Collected data entries:
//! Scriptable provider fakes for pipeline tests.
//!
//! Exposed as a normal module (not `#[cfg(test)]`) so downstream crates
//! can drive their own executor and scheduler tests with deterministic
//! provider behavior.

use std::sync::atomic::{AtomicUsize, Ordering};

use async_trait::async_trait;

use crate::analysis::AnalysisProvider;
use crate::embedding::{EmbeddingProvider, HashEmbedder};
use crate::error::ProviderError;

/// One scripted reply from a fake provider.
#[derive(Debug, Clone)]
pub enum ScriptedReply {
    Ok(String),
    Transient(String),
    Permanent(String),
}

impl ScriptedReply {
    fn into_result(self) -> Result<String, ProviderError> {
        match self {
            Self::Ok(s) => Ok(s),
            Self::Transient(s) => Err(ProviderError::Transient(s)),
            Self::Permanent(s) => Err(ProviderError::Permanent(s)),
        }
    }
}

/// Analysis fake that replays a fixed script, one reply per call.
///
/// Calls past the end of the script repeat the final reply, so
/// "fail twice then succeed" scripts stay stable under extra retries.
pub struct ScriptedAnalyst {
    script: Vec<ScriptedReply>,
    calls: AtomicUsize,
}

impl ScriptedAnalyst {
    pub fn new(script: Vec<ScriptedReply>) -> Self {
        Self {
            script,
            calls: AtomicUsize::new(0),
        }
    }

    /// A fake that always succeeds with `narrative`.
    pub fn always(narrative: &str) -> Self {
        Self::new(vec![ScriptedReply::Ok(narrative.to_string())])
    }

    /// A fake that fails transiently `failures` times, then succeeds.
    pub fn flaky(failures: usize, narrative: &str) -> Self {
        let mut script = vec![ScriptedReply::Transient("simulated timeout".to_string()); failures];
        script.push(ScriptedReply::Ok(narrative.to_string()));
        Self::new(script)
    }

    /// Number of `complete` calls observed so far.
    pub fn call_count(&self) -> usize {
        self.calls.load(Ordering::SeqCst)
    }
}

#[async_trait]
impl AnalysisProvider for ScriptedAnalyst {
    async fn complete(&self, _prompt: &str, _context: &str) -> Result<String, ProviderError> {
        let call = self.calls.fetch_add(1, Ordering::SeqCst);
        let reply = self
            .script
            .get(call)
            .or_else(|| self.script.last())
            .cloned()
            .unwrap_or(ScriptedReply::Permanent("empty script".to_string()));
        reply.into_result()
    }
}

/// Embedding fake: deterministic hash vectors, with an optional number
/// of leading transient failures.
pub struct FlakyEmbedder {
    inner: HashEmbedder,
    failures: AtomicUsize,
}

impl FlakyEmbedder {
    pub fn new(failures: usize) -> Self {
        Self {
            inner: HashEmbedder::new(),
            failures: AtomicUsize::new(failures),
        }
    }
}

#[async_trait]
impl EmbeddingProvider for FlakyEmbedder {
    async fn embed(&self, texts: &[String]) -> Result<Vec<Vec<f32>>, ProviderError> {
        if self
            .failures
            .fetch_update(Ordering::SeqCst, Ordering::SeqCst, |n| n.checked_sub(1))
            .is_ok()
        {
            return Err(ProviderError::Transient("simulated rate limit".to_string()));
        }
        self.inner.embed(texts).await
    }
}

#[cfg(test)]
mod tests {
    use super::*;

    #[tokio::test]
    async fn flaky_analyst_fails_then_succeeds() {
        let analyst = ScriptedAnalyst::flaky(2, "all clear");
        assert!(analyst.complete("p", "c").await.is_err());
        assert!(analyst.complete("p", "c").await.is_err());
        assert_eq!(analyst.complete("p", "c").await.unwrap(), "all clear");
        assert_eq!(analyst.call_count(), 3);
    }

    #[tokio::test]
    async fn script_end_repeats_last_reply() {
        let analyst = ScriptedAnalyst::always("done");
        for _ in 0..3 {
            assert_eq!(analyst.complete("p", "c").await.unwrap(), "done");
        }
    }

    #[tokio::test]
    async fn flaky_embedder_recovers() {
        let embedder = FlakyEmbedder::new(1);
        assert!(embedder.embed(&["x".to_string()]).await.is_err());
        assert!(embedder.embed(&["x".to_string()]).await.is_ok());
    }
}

* * *

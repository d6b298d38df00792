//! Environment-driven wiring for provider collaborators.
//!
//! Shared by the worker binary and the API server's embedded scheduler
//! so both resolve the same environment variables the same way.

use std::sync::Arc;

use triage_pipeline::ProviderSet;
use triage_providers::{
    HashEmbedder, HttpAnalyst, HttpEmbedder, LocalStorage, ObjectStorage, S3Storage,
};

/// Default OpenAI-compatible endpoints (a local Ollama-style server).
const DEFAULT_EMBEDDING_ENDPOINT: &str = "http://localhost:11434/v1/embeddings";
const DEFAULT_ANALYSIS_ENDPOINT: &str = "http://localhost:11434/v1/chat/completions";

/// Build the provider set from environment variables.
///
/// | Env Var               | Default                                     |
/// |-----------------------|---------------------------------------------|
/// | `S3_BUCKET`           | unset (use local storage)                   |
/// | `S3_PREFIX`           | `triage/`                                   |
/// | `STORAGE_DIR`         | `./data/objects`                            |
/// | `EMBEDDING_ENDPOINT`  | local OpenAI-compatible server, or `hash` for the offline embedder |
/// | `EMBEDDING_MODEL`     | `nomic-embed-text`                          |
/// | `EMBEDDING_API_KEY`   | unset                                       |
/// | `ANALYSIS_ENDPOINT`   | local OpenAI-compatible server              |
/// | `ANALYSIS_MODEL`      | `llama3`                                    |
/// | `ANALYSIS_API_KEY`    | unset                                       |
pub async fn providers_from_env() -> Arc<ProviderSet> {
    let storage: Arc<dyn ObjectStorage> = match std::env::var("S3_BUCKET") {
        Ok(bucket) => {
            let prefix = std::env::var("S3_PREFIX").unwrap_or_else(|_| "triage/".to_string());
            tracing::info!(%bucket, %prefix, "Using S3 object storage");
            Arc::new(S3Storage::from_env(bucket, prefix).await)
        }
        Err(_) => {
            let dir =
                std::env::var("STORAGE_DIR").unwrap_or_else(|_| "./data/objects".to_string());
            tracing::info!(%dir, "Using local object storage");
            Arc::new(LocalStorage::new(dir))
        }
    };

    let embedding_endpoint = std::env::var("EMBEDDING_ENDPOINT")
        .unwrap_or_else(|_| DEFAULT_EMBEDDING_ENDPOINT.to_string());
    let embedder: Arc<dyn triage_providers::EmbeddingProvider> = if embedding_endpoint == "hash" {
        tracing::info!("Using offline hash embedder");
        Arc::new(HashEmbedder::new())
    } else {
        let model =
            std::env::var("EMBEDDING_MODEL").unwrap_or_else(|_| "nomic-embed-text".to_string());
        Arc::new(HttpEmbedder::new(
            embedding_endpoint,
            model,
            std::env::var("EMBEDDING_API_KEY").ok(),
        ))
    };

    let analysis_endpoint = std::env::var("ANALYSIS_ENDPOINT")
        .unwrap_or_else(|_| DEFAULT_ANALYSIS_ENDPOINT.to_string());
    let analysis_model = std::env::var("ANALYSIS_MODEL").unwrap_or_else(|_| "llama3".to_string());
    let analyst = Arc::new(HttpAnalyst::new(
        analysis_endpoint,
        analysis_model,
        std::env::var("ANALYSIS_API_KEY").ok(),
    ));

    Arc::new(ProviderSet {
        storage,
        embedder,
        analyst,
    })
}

BRIEF
Look for the string "simulated" in the entries above. Copy every line that has it.

EXERCISE RESPONSE
        let mut script = vec![ScriptedReply::Transient("simulated timeout".to_string()); failures];
            return Err(ProviderError::Transient("simulated rate limit".to_string()));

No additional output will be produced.